**** INFORMATION ****

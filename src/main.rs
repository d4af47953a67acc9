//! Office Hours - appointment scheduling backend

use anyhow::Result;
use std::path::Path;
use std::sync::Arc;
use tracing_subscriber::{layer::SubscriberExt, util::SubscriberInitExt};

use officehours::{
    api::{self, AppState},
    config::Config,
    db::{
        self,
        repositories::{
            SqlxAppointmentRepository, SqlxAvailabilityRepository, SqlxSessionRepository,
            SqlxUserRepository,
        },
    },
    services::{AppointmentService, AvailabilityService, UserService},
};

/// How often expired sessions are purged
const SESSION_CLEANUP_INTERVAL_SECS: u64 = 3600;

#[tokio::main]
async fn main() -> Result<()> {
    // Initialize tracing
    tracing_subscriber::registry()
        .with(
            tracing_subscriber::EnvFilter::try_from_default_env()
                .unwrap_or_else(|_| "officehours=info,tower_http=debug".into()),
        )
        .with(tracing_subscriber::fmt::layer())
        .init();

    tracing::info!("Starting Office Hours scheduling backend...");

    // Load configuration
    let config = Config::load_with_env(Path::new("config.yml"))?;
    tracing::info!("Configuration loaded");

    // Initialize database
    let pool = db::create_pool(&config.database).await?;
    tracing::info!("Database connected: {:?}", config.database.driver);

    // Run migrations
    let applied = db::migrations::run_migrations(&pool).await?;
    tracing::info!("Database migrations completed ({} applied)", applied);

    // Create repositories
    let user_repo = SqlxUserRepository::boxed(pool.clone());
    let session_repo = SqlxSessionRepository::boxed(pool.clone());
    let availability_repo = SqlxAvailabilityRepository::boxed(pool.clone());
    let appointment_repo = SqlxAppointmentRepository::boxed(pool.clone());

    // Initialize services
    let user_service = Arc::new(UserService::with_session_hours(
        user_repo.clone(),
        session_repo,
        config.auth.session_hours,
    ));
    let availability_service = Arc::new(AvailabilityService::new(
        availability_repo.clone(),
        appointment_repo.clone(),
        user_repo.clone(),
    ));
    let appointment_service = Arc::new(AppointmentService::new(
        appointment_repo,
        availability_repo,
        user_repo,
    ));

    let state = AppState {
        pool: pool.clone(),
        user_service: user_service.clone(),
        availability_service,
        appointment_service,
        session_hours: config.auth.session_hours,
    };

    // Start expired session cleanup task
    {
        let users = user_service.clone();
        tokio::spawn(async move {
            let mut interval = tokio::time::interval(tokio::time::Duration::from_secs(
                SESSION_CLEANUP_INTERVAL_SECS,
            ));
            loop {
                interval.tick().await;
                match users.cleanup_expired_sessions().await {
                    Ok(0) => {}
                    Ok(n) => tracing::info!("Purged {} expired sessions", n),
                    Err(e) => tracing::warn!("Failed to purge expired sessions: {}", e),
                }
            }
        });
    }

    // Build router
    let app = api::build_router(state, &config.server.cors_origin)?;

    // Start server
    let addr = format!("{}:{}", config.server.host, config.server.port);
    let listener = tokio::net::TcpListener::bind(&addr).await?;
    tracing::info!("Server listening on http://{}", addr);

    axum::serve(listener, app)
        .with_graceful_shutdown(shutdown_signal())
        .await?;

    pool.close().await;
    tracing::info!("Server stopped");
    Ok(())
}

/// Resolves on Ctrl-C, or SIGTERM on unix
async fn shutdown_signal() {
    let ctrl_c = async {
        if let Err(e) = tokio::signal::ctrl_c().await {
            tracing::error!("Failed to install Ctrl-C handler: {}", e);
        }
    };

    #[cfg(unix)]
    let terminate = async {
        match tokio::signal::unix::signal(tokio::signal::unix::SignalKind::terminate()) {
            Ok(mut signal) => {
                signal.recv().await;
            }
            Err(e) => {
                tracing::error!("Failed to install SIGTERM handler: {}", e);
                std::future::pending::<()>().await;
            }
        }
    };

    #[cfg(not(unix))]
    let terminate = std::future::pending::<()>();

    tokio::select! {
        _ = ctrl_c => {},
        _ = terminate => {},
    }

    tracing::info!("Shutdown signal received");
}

****

*DIRECTIONS FOR THIS TASK*: The required output is every line from the one that holds "let mut interval" through the last line of the listing above, retyped exactly and with nothing else.

*RESULT OF THIS EXERCISE*:
            let mut interval = tokio::time::interval(tokio::time::Duration::from_secs(
                SESSION_CLEANUP_INTERVAL_SECS,
            ));
            loop {
                interval.tick().await;
                match users.cleanup_expired_sessions().await {
                    Ok(0) => {}
                    Ok(n) => tracing::info!("Purged {} expired sessions", n),
                    Err(e) => tracing::warn!("Failed to purge expired sessions: {}", e),
                }
            }
        });
    }

    // Build router
    let app = api::build_router(state, &config.server.cors_origin)?;

    // Start server
    let addr = format!("{}:{}", config.server.host, config.server.port);
    let listener = tokio::net::TcpListener::bind(&addr).await?;
    tracing::info!("Server listening on http://{}", addr);

    axum::serve(listener, app)
        .with_graceful_shutdown(shutdown_signal())
        .await?;

    pool.close().await;
    tracing::info!("Server stopped");
    Ok(())
}

/// Resolves on Ctrl-C, or SIGTERM on unix
async fn shutdown_signal() {
    let ctrl_c = async {
        if let Err(e) = tokio::signal::ctrl_c().await {
            tracing::error!("Failed to install Ctrl-C handler: {}", e);
        }
    };

    #[cfg(unix)]
    let terminate = async {
        match tokio::signal::unix::signal(tokio::signal::unix::SignalKind::terminate()) {
            Ok(mut signal) => {
                signal.recv().await;
            }
            Err(e) => {
                tracing::error!("Failed to install SIGTERM handler: {}", e);
                std::future::pending::<()>().await;
            }
        }
    };

    #[cfg(not(unix))]
    let terminate = std::future::pending::<()>();

    tokio::select! {
        _ = ctrl_c => {},
        _ = terminate => {},
    }

    tracing::info!("Shutdown signal received");
}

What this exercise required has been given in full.